==== EXERCISE DATA ====

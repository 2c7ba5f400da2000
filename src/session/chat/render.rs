// Copyright 2025 Muvon Un Limited
//
// Licensed under the Apache License, Version 2.0 (the "License");
// you may not use this file except in compliance with the License.
// You may obtain a copy of the License at
//
//     http://www.apache.org/licenses/LICENSE-2.0
//
// Unless required by applicable law or agreed to in writing, software
// distributed under the License is distributed on an "AS IS" BASIS,
// WITHOUT WARRANTIES OR CONDITIONS OF ANY KIND, either express or implied.
// See the License for the specific language governing permissions and
// limitations under the License.

// Rendering of assistant messages
//
// Every part becomes exactly one block of text. A part that cannot be shown
// the rich way is shown plainly; nothing here returns an error.

use super::markdown::MarkdownRenderer;
use crate::api::{Message, MessageError, MessageInfo, ModelSelection, Part, ToolPart, ToolStatus};
use crate::config::RenderConfig;
use crate::error::ChatError;
use colored::*;
use serde_json::Value;

const TRUNCATION_MARKER: &str = "...";

/// Cut `text` to at most `max_chars` characters, appending a marker when cut
pub fn truncate(text: &str, max_chars: usize) -> String {
	match text.char_indices().nth(max_chars) {
		Some((byte_idx, _)) => format!("{}{}", &text[..byte_idx], TRUNCATION_MARKER),
		None => text.to_string(),
	}
}

/// Bordered block with a title line, as used for tools and errors
pub fn panel(title: &str, lines: &[String]) -> String {
	let mut block = format!("┌─ {} ─\n", title);
	for line in lines {
		for row in line.lines() {
			block.push_str("│ ");
			block.push_str(row);
			block.push('\n');
		}
	}
	block.push_str("└─────");
	block
}

/// Red panel for a failed request
pub fn error_panel(err: &ChatError) -> String {
	panel(&err.headline().bright_red().to_string(), &[err.to_string().red().to_string()])
}

fn status_glyph(status: ToolStatus) -> ColoredString {
	let label = format!("{} {}", glyph_for(status), status.as_str());
	match status {
		ToolStatus::Completed => label.green(),
		ToolStatus::Error => label.red(),
		ToolStatus::Running => label.yellow(),
		ToolStatus::Pending | ToolStatus::Unknown => label.bright_black(),
	}
}

pub fn glyph_for(status: ToolStatus) -> &'static str {
	match status {
		ToolStatus::Completed => "✅",
		ToolStatus::Error => "❌",
		ToolStatus::Pending | ToolStatus::Running | ToolStatus::Unknown => "⏳",
	}
}

// Strings are shown as-is, anything else as compact JSON
fn summarize_value(value: &Value) -> String {
	match value {
		Value::String(text) => text.clone(),
		other => other.to_string(),
	}
}

fn is_empty_value(value: &Value) -> bool {
	match value {
		Value::Null => true,
		Value::String(text) => text.is_empty(),
		Value::Object(map) => map.is_empty(),
		Value::Array(items) => items.is_empty(),
		_ => false,
	}
}

pub struct ResponseRenderer {
	settings: RenderConfig,
	markdown: Option<MarkdownRenderer>,
}

impl ResponseRenderer {
	pub fn new(settings: &RenderConfig) -> Self {
		let markdown = if settings.enable_markdown_rendering {
			match MarkdownRenderer::new() {
				Ok(renderer) => Some(renderer),
				Err(e) => {
					crate::log_debug!("Markdown rendering disabled: {}", e);
					None
				}
			}
		} else {
			None
		};

		Self {
			settings: settings.clone(),
			markdown,
		}
	}

	pub fn settings(&self) -> &RenderConfig {
		&self.settings
	}

	/// Render markdown when enabled, falling back to the raw text
	pub fn render_markdown(&self, text: &str) -> String {
		match &self.markdown {
			Some(renderer) => match renderer.render(text) {
				Ok(rendered) => rendered.trim_end().to_string(),
				Err(e) => {
					crate::log_debug!("Markdown rendering failed, showing plain text: {}", e);
					text.to_string()
				}
			},
			None => text.to_string(),
		}
	}

	/// Blocks for a whole assistant message: error panel, parts, then footer
	pub fn render_message(&self, message: &Message, requested: Option<&ModelSelection>) -> Vec<String> {
		let mut blocks = Vec::with_capacity(message.parts.len() + 2);

		if let Some(error) = &message.info.error {
			blocks.push(Self::render_error(error));
		}

		blocks.extend(self.render_parts(&message.parts));

		if let Some(footer) = Self::render_footer(&message.info, requested) {
			blocks.push(footer);
		}

		blocks
	}

	/// One block per part, in order
	pub fn render_parts(&self, parts: &[Part]) -> Vec<String> {
		parts.iter().map(|part| self.render_part(part)).collect()
	}

	pub fn render_part(&self, part: &Part) -> String {
		match part {
			Part::Text(text) if text.text.trim().is_empty() => {
				"  [empty text]".bright_black().to_string()
			}
			Part::Text(text) => self.render_markdown(&text.text),
			Part::Reasoning(reasoning) => format!(
				"{}\n{}",
				"💭 thinking".bright_black().italic(),
				self.render_markdown(&reasoning.text)
			),
			Part::Tool(tool) => self.render_tool(tool),
			Part::StepStart(step) => {
				let line = match &step.name {
					Some(name) => format!("  ── step started: {} ──", name),
					None => "  ── step started ──".to_string(),
				};
				line.bright_black().italic().to_string()
			}
			Part::StepFinish(step) => {
				let label = step.label().map(|l| format!(" {}", l)).unwrap_or_default();
				format!(
					"  ── step finished{} ({} tokens, ${:.4}) ──",
					label,
					step.tokens.total(),
					step.cost
				)
				.bright_black()
				.italic()
				.to_string()
			}
			Part::Unknown { kind, .. } => format!("  [{}]", kind).bright_black().to_string(),
		}
	}

	fn render_tool(&self, tool: &ToolPart) -> String {
		let state = &tool.state;
		let mut lines = Vec::new();

		if let Some(title) = state.title.as_deref().filter(|t| !t.is_empty()) {
			lines.push(title.bold().to_string());
		}

		lines.push(format!("Status: {}", status_glyph(state.status)));

		if let Some(input) = state.input.as_ref().filter(|v| !is_empty_value(v)) {
			let summary = truncate(&summarize_value(input), self.settings.max_args_chars);
			lines.push(format!("{} {}", "Input:".bright_black(), summary));
		}

		if let Some(output) = state.output.as_ref().filter(|v| !is_empty_value(v)) {
			let summary = truncate(&summarize_value(output), self.settings.max_output_chars);
			lines.push(format!("{} {}", "Output:".bright_black(), summary));
		}

		if let Some(error) = state.error.as_deref().filter(|e| !e.is_empty()) {
			lines.push(format!("Error: {}", error).red().to_string());
		}

		let name = if tool.tool.is_empty() { "unknown" } else { tool.tool.as_str() };
		panel(&format!("Tool: {}", name).cyan().to_string(), &lines)
	}

	/// Assistant-level error attached to the message
	pub fn render_error(error: &MessageError) -> String {
		if error.is_aborted() {
			return panel(
				&"Aborted".yellow().to_string(),
				&["Request was aborted.".yellow().to_string()],
			);
		}

		if error.is_provider_auth() {
			let provider = error.provider_id().unwrap_or_default();
			return panel(
				&"Authentication error".bright_red().to_string(),
				&[
					format!("Authentication error with provider '{}':", provider).red().to_string(),
					error.message().red().to_string(),
				],
			);
		}

		panel(
			&"Error".bright_red().to_string(),
			&[format!("{}: {}", error.name, error.message()).red().to_string()],
		)
	}

	/// Muted line naming the model that actually answered
	pub fn render_footer(info: &MessageInfo, requested: Option<&ModelSelection>) -> Option<String> {
		let used = info.used_model();
		let mut pieces = Vec::new();

		if let Some(used) = &used {
			pieces.push(used.to_string());
		}
		if let Some(tokens) = &info.tokens {
			if tokens.total() > 0 {
				pieces.push(format!("{} tokens", tokens.total()));
			}
		}
		if let Some(cost) = info.cost {
			pieces.push(format!("${:.4}", cost));
		}
		if pieces.is_empty() {
			return None;
		}

		let mut footer = format!("  {}", pieces.join(" · ")).bright_black().to_string();
		if let (Some(used), Some(requested)) = (&used, requested) {
			if used != requested {
				footer.push_str(
					&format!("  (requested {}, server answered with {})", requested, used)
						.yellow()
						.to_string(),
				);
			}
		}
		Some(footer)
	}
}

====

◆ WHAT YOU WILL DO: Reproduce the line that contains "if tokens.total() >" and each line after it through the last line of the entries above, exactly; leave out all earlier lines.

◆ RESULT FOR THIS EXERCISE:
			if tokens.total() > 0 {
				pieces.push(format!("{} tokens", tokens.total()));
			}
		}
		if let Some(cost) = info.cost {
			pieces.push(format!("${:.4}", cost));
		}
		if pieces.is_empty() {
			return None;
		}

		let mut footer = format!("  {}", pieces.join(" · ")).bright_black().to_string();
		if let (Some(used), Some(requested)) = (&used, requested) {
			if used != requested {
				footer.push_str(
					&format!("  (requested {}, server answered with {})", requested, used)
						.yellow()
						.to_string(),
				);
			}
		}
		Some(footer)
	}
}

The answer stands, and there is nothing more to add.